Just inside the late Pliny Freeman’s 180-year-old barn in Old Sturbridge Village, I recently watched a gray-haired gentleman eyeing with evident disgust a bucket of wormy apples freshly picked from the Freeman Farm’s cider orchard. “Why don’t you spray your trees?” he asked a grimy youth who wore the garb of a New England farmer of 1830 and who helps work the Freeman Farm as if it still were 1830. “We can’t spray the trees,” explained the young man. “It wouldn’t be authentic. They didn’t have sprays in 1830.” The visitor shook his head testily and stalked off in a mild huff. A past with wormy apples was plainly no place for him.

Fortunately most of Sturbridge’s half-million annual visitors disagree with the testy gentleman, because putting worms back in apples is the very essence of Old Sturbridge Village, which a recent annual report describes with characteristic Sturbridge precision as “a nearly full-scale model of a typical small community of south-central New England about the year 1830. ” It is a “model” in the sense that it is neither the restoration nor the reconstruction of any particular historical town. It is not, for example, what Sturbridge, Massachusetts, looked like one hundred and fifty years ago. As a model the operative word is typical, and the typical is what the Sturbridge staff seeks to discover and then to re-create. It is “nearly full-scale” in the sense that the Village is somewhat smaller than that of a typical small township of its time and place.

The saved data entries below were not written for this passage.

use super::{ControlLoop, POLL, drive};
use crate::state::ControlState;
use crate::traits::{Actuator, ActuatorError};
use async_trait::async_trait;
use std::f64::consts::PI;
use std::sync::Arc;
use std::time::Duration;
use tokio::time::Instant;
use tracing::debug;

const SETTLE: Duration = Duration::from_millis(1000);
const WAVE_TICK: Duration = Duration::from_millis(100);

#[derive(Clone, Copy, Debug, Default, PartialEq, Eq)]
pub enum IdlePhase {
    #[default]
    Dormant,
    /// Following the sine wave whose zero crossing was at `since`.
    Waving { since: Instant },
    /// Low-rate devices: alternating between the range ends.
    Stepping { high: bool },
}

/// Slow filler motion while nothing else is driving the device.
pub struct IdleLoop {
    state: Arc<ControlState>,
    actuator: Arc<dyn Actuator>,
    phase: IdlePhase,
}

impl IdleLoop {
    pub fn new(state: Arc<ControlState>, actuator: Arc<dyn Actuator>) -> Self {
        Self {
            state,
            actuator,
            phase: IdlePhase::Dormant,
        }
    }

    pub fn phase(&self) -> IdlePhase {
        self.phase
    }

    pub async fn run(self) {
        let state = self.state.clone();
        drive(self, &state).await;
    }

    fn is_active(&self) -> bool {
        let s = &self.state;
        s.with_config(|c| c.idle_motion)
            && !s.idle_suspended()
            && !s.is_pose_active()
            && !s.is_climax_active()
            && !s.pose_homing()
            && s.piston_mode() == 0
            && s.vibe_mode() == 0
            && !s.device_busy()
    }
}

/// Idle wave value at `t`, `[0, 1]`; one half period is `interval`.
pub fn wave(t: Duration, interval: Duration) -> f64 {
    let interval = interval.as_secs_f64();
    if interval <= 0.0 {
        return 0.5;
    }
    ((t.as_secs_f64() * PI / interval).sin() + 1.0) / 2.0
}

#[async_trait]
impl ControlLoop for IdleLoop {
    fn name(&self) -> &'static str {
        "idle"
    }

    async fn tick(&mut self) -> Result<Duration, ActuatorError> {
        let device = self.state.with_registry(|r| r.piston_device());
        let Some(device) = device.filter(|_| self.is_active()) else {
            if self.phase != IdlePhase::Dormant {
                debug!("idle motion paused");
            }
            self.phase = IdlePhase::Dormant;
            return Ok(POLL);
        };
        let (range, interval, low_rate) = self
            .state
            .with_config(|c| (c.piston_range, c.idle_period(), c.low_rate_device));

        if low_rate {
            let high = match self.phase {
                IdlePhase::Stepping { high } => !high,
                _ => false,
            };
            let position = if high { range.max } else { range.min };
            self.actuator
                .set_position(device, position, interval)
                .await?;
            self.phase = IdlePhase::Stepping { high };
            return Ok(interval);
        }

        match self.phase {
            IdlePhase::Waving { since } => {
                let position = range.lerp(wave(since.elapsed(), interval));
                self.actuator
                    .set_position(device, position, WAVE_TICK)
                    .await?;
                Ok(WAVE_TICK)
            }
            _ => {
                debug!(device, "idle motion starting");
                self.actuator
                    .set_position(device, range.lerp(0.5), SETTLE)
                    .await?;
                self.phase = IdlePhase::Waving {
                    since: Instant::now() + SETTLE,
                };
                Ok(SETTLE)
            }
        }
    }
}
impl Shared {
    fn next_id(&self) -> u32 {
        self.next_id.fetch_add(1, Ordering::Relaxed)
    }

    fn dispatch(&self, text: &str) {
        let messages = match decode(text) {
            Ok(m) => m,
            Err(e) => {
                warn!(error = %e, "bad frame from device server");
                return;
            }
        };
        for msg in messages {
            match &msg {
                ServerMessage::DeviceAdded { device, .. } => {
                    info!(device = device.device_index, name = %device.device_name, "device added");
                    lock(&self.devices).insert(device.device_index, HubDevice::from(device));
                }
                ServerMessage::DeviceRemoved { device_index, .. } => {
                    info!(device = device_index, "device removed");
                    lock(&self.devices).remove(device_index);
                }
                ServerMessage::DeviceList { devices, .. } => {
                    *lock(&self.devices) = devices
                        .iter()
                        .map(|d| (d.device_index, HubDevice::from(d)))
                        .collect();
                }
                ServerMessage::ScanningFinished { .. } => debug!("scanning finished"),
                _ => {}
            }
            let id = msg.id();
            if id != 0 {
                if let Some(tx) = lock(&self.pending).remove(&id) {
                    let _ = tx.send(Ok(msg));
                }
            }
        }
    }

    fn close(&self) {
        self.closed.send_replace(true);
        for (_, tx) in lock(&self.pending).drain() {
            let _ = tx.send(Err(HubError::Closed));
        }
    }

    fn device(&self, index: DeviceIndex) -> Option<HubDevice> {
        lock(&self.devices).get(&index).cloned()
    }
}

/// A live Intiface connection.
pub struct IntifaceHub {
    shared: Arc<Shared>,
    outgoing: mpsc::UnboundedSender<Message>,
    tasks: Mutex<Option<TaskGroup>>,
}

impl IntifaceHub {
    /// Connect, handshake and fetch the initial device list.
    pub async fn connect(url: &str, client_name: &str) -> Result<Arc<Self>, HubError> {
        let (socket, _) = connect_async(url)
            .await
            .map_err(|e| HubError::Connect(e.to_string()))?;
        let (mut sink, mut stream) = socket.split();
        let (outgoing, mut rx) = mpsc::unbounded_channel::<Message>();
        let (closed, _) = watch::channel(false);
        let shared = Arc::new(Shared {
            next_id: AtomicU32::new(1),
            pending: Mutex::new(HashMap::new()),
            devices: Mutex::new(BTreeMap::new()),
            closed,
        });

        let mut tasks = TaskGroup::new();
        let writer_shared = shared.clone();
        tasks.spawn("intiface-writer", async move {
            while let Some(msg) = rx.recv().await {
                if let Err(e) = sink.send(msg).await {
                    warn!(error = %e, "device server write failed");
                    break;
                }
            }
            writer_shared.close();
        });
        let reader_shared = shared.clone();
        tasks.spawn("intiface-reader", async move {
            while let Some(frame) = stream.next().await {
                match frame {
                    Ok(Message::Text(text)) => reader_shared.dispatch(text.as_str()),
                    Ok(Message::Close(_)) => break,
                    Ok(_) => {}
                    Err(e) => {
                        warn!(error = %e, "device server read failed");
                        break;
                    }
                }
            }
            reader_shared.close();
        });

        let hub = Arc::new(Self {
            shared,
            outgoing,
            tasks: Mutex::new(Some(tasks)),
        });

        let info = hub
            .request(|id| ClientMessage::RequestServerInfo {
                id,
                client_name: client_name.to_string(),
                message_version: MESSAGE_VERSION,
            })
            .await?;
        let ServerMessage::ServerInfo {
            server_name,
            message_version,
            max_ping_time,
            ..
        } = info
        else {
            return Err(HubError::Protocol(format!("expected ServerInfo, got {info:?}")));
        };
        info!(url, server = %server_name, version = message_version, "connected to device server");
        if max_ping_time > 0 {
            hub.start_pinger(Duration::from_millis(max_ping_time / 2));
        }

        hub.refresh_devices().await?;
        Ok(hub)
    }

    fn start_pinger(&self, every: Duration) {
        let shared = self.shared.clone();
        let outgoing = self.outgoing.clone();
        let ping = async move {
            let mut tick = tokio::time::interval(every.max(Duration::from_millis(50)));
            loop {
                tick.tick().await;
                let msg = ClientMessage::Ping {
                    id: shared.next_id(),
                };
                let Ok(text) = encode(&msg) else { break };
                if outgoing.send(Message::text(text)).is_err() {
                    break;
                }
            }
        };
        if let Some(tasks) = lock(&self.tasks).as_mut() {
            tasks.spawn("intiface-ping", ping);
        }
    }

    /// Send a request and wait for the reply carrying the same Id.
    async fn request(&self, build: impl FnOnce(u32) -> ClientMessage) -> Result<ServerMessage, HubError> {
        let id = self.shared.next_id();
        let text = encode(&build(id))?;
        let (tx, rx) = oneshot::channel();
        lock(&self.shared.pending).insert(id, tx);
        if *self.shared.closed.borrow() || self.outgoing.send(Message::text(text)).is_err() {
            lock(&self.shared.pending).remove(&id);
            return Err(HubError::Closed);
        }

        let reply = match timeout(REPLY_TIMEOUT, rx).await {
            Ok(Ok(reply)) => reply?,
            Ok(Err(_)) => return Err(HubError::Closed),
            Err(_) => {
                lock(&self.shared.pending).remove(&id);
                return Err(HubError::Timeout);
            }
        };
        match reply {
            ServerMessage::Error {
                error_code,
                error_message,
                ..
            } => Err(HubError::Server {
                code: error_code,
                message: error_message,
            }),
            other => Ok(other),
        }
    }

    async fn expect_ok(&self, build: impl FnOnce(u32) -> ClientMessage) -> Result<(), HubError> {
        match self.request(build).await? {
            ServerMessage::Ok { .. } => Ok(()),
            other => Err(HubError::Protocol(format!("expected Ok, got {other:?}"))),
        }
    }

    async fn refresh_devices(&self) -> Result<(), HubError> {
        match self.request(|id| ClientMessage::RequestDeviceList { id }).await? {
            ServerMessage::DeviceList { .. } => Ok(()),
            other => Err(HubError::Protocol(format!("expected DeviceList, got {other:?}"))),
        }
    }

    fn device_with(&self, index: DeviceIndex, capability: Capability) -> Result<HubDevice, ActuatorError> {
        let device = self
            .shared
            .device(index)
            .ok_or(ActuatorError::UnknownDevice(index))?;
        if !device.info.has(capability) {
            return Err(ActuatorError::Unsupported {
                device: index,
                capability,
            });
        }
        Ok(device)
    }
}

Discrepancies such is this acutely distress the Village staff. It upsets Jack Larkin, research historian of the Village, for example, that the dusty roads leading from the village proper to the model countryside are not more deeply rutted; that a 1704 house on the common is too old and mean to have survived on a New England village green into the prosperous 183Os; that droves of cattle and herds of pigs are not forever galumphing through town; and that there isn’t more junk and debris piled up in Village yards.

The Sturbridge passion for authenticity reaches out in all directions. It even has its biological side, which came into being about a dozen years ago when the Village staff decided to transform the Freeman Farmstead into a forty-acre, working agricultural enterprise, complete with appropriate livestock. That posed a serious problem. Stocking an 183Os farm with well-bred modern poultry and cattle was clearly an offense to veracity. The solution was “back-breeding,” a slightly comical venture in realism that consists of putting back into livestock the undesirable traits that scientific farmers have been breeding out of them for two centuries and more. By crossing the Speckled Sussex, the Silver-Gray Dorking, and the Dominique breeds of poultry, the agricultural curators at Sturbridge have reproduced the “dunghill fowl” of 1830, which aren’t meaty and don’t lay many eggs but which scratch around the Village in all their scrawny, ill-favored authenticity. By crossing Durham and Devon breeds of cattle, they have simulated the “common cattle” of the early nineteenth century, which are distinguished by their niggardly production of milk, making them fit companions for the Sturbridge sheep, which produce niggardly amounts of wool.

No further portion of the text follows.